== STUDY MATERIAL ==
• • •

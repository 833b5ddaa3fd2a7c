//! The byte-stream boundary between the framer and the controller link.
//!
//! Opening, configuring and resetting the physical link is the caller's job;
//! the framer only needs to write lines and read reply bytes.

use std::io;
use std::time::Duration;

/// A duplex byte stream to the motion controller.
pub trait Transport {
    /// Write all bytes to the link.
    fn write_all(&mut self, bytes: &[u8]) -> io::Result<()>;

    /// Read available bytes into `buf`.
    ///
    /// Blocks until at least one byte is available. Returns `Ok(0)` when the
    /// stream has been closed. Short reads are allowed.
    fn read(&mut self, buf: &mut [u8]) -> io::Result<usize>;

    /// Wait up to `timeout` for the stream to become readable.
    ///
    /// Returns `Ok(false)` on timeout. Transports without readiness
    /// notification report readable immediately and let `read` block.
    fn poll_readable(&mut self, timeout: Duration) -> io::Result<bool> {
        let _ = timeout;
        Ok(true)
    }

    /// Drop input that was received but not read yet.
    fn discard_input(&mut self) -> io::Result<()> {
        Ok(())
    }
}

impl<T: Transport + ?Sized> Transport for &mut T {
    fn write_all(&mut self, bytes: &[u8]) -> io::Result<()> {
        (**self).write_all(bytes)
    }

    fn read(&mut self, buf: &mut [u8]) -> io::Result<usize> {
        (**self).read(buf)
    }

    fn poll_readable(&mut self, timeout: Duration) -> io::Result<bool> {
        (**self).poll_readable(timeout)
    }

    fn discard_input(&mut self) -> io::Result<()> {
        (**self).discard_input()
    }
}

impl<T: Transport + ?Sized> Transport for Box<T> {
    fn write_all(&mut self, bytes: &[u8]) -> io::Result<()> {
        (**self).write_all(bytes)
    }

    fn read(&mut self, buf: &mut [u8]) -> io::Result<usize> {
        (**self).read(buf)
    }

    fn poll_readable(&mut self, timeout: Duration) -> io::Result<bool> {
        (**self).poll_readable(timeout)
    }

    fn discard_input(&mut self) -> io::Result<()> {
        (**self).discard_input()
    }
}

• • •

== TASK DESCRIPTION ==
Write out the whole listing verbatim.

== WRITTEN RESPONSE ==
repository 833b5ddaa3fd2a7c
//! The byte-stream boundary between the framer and the controller link.
//!
//! Opening, configuring and resetting the physical link is the caller's job;
//! the framer only needs to write lines and read reply bytes.

use std::io;
use std::time::Duration;

/// A duplex byte stream to the motion controller.
pub trait Transport {
    /// Write all bytes to the link.
    fn write_all(&mut self, bytes: &[u8]) -> io::Result<()>;

    /// Read available bytes into `buf`.
    ///
    /// Blocks until at least one byte is available. Returns `Ok(0)` when the
    /// stream has been closed. Short reads are allowed.
    fn read(&mut self, buf: &mut [u8]) -> io::Result<usize>;

    /// Wait up to `timeout` for the stream to become readable.
    ///
    /// Returns `Ok(false)` on timeout. Transports without readiness
    /// notification report readable immediately and let `read` block.
    fn poll_readable(&mut self, timeout: Duration) -> io::Result<bool> {
        let _ = timeout;
        Ok(true)
    }

    /// Drop input that was received but not read yet.
    fn discard_input(&mut self) -> io::Result<()> {
        Ok(())
    }
}

impl<T: Transport + ?Sized> Transport for &mut T {
    fn write_all(&mut self, bytes: &[u8]) -> io::Result<()> {
        (**self).write_all(bytes)
    }

    fn read(&mut self, buf: &mut [u8]) -> io::Result<usize> {
        (**self).read(buf)
    }

    fn poll_readable(&mut self, timeout: Duration) -> io::Result<bool> {
        (**self).poll_readable(timeout)
    }

    fn discard_input(&mut self) -> io::Result<()> {
        (**self).discard_input()
    }
}

impl<T: Transport + ?Sized> Transport for Box<T> {
    fn write_all(&mut self, bytes: &[u8]) -> io::Result<()> {
        (**self).write_all(bytes)
    }

    fn read(&mut self, buf: &mut [u8]) -> io::Result<usize> {
        (**self).read(buf)
    }

    fn poll_readable(&mut self, timeout: Duration) -> io::Result<bool> {
        (**self).poll_readable(timeout)
    }

    fn discard_input(&mut self) -> io::Result<()> {
        (**self).discard_input()
    }
}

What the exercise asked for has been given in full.